▶ **Task details**
Look below for the line holding "guest server reads." and the line holding "pub struct ListServersForPartyRequest". Transcribe exactly those lines and all lines between them, nothing more.

Stored data entries:
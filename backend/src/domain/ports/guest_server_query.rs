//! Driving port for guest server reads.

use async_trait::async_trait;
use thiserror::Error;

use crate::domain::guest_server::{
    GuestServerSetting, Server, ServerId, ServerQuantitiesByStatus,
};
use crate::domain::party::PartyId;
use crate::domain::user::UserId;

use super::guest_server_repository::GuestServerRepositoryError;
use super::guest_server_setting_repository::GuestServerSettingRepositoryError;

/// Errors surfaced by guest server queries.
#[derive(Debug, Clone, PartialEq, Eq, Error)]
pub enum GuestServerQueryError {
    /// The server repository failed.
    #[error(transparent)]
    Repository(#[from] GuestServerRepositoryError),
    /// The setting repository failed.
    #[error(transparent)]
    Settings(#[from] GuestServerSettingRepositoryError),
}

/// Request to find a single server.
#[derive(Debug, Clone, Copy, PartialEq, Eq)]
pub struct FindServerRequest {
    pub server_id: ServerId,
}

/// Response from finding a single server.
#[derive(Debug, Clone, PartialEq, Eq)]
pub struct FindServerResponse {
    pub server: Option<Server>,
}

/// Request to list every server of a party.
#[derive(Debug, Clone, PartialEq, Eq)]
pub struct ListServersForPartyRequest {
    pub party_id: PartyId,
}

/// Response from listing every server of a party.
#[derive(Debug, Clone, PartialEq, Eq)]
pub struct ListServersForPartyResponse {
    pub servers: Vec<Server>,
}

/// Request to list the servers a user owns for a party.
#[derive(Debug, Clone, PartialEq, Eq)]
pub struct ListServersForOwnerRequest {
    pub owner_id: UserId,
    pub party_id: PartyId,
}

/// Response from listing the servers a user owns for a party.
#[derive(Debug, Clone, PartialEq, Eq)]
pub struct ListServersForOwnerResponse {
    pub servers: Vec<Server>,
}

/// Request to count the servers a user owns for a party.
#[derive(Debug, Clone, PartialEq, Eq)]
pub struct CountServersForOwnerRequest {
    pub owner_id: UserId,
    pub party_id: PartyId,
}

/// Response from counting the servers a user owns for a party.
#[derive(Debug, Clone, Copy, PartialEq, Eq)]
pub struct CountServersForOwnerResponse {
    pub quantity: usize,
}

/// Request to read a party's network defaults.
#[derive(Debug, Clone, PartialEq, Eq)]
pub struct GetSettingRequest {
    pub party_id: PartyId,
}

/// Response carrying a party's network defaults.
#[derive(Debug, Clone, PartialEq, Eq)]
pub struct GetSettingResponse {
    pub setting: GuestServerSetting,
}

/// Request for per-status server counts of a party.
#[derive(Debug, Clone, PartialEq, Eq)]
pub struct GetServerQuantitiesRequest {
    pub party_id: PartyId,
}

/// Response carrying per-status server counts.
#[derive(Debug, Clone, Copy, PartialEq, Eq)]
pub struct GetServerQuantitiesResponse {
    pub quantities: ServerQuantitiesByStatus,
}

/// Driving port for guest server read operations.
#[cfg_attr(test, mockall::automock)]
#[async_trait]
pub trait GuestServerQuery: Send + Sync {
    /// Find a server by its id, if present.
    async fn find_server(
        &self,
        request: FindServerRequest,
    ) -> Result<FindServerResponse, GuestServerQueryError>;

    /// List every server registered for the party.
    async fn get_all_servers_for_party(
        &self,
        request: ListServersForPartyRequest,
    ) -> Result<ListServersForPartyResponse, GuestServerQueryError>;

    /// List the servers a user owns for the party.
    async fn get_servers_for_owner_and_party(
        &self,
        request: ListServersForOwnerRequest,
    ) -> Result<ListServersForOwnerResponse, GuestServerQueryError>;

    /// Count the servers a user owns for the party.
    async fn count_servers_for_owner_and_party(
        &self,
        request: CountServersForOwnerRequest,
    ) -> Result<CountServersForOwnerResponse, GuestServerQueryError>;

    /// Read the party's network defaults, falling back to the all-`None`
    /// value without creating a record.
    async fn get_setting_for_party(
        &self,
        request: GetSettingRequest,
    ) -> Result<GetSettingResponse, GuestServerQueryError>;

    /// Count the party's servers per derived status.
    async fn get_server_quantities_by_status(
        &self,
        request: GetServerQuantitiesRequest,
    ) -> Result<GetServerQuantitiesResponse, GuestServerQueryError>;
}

▶ **Response for this exercise**
//! Driving port for guest server reads.

use async_trait::async_trait;
use thiserror::Error;

use crate::domain::guest_server::{
    GuestServerSetting, Server, ServerId, ServerQuantitiesByStatus,
};
use crate::domain::party::PartyId;
use crate::domain::user::UserId;

use super::guest_server_repository::GuestServerRepositoryError;
use super::guest_server_setting_repository::GuestServerSettingRepositoryError;

/// Errors surfaced by guest server queries.
#[derive(Debug, Clone, PartialEq, Eq, Error)]
pub enum GuestServerQueryError {
    /// The server repository failed.
    #[error(transparent)]
    Repository(#[from] GuestServerRepositoryError),
    /// The setting repository failed.
    #[error(transparent)]
    Settings(#[from] GuestServerSettingRepositoryError),
}

/// Request to find a single server.
#[derive(Debug, Clone, Copy, PartialEq, Eq)]
pub struct FindServerRequest {
    pub server_id: ServerId,
}

/// Response from finding a single server.
#[derive(Debug, Clone, PartialEq, Eq)]
pub struct FindServerResponse {
    pub server: Option<Server>,
}

/// Request to list every server of a party.
#[derive(Debug, Clone, PartialEq, Eq)]
pub struct ListServersForPartyRequest {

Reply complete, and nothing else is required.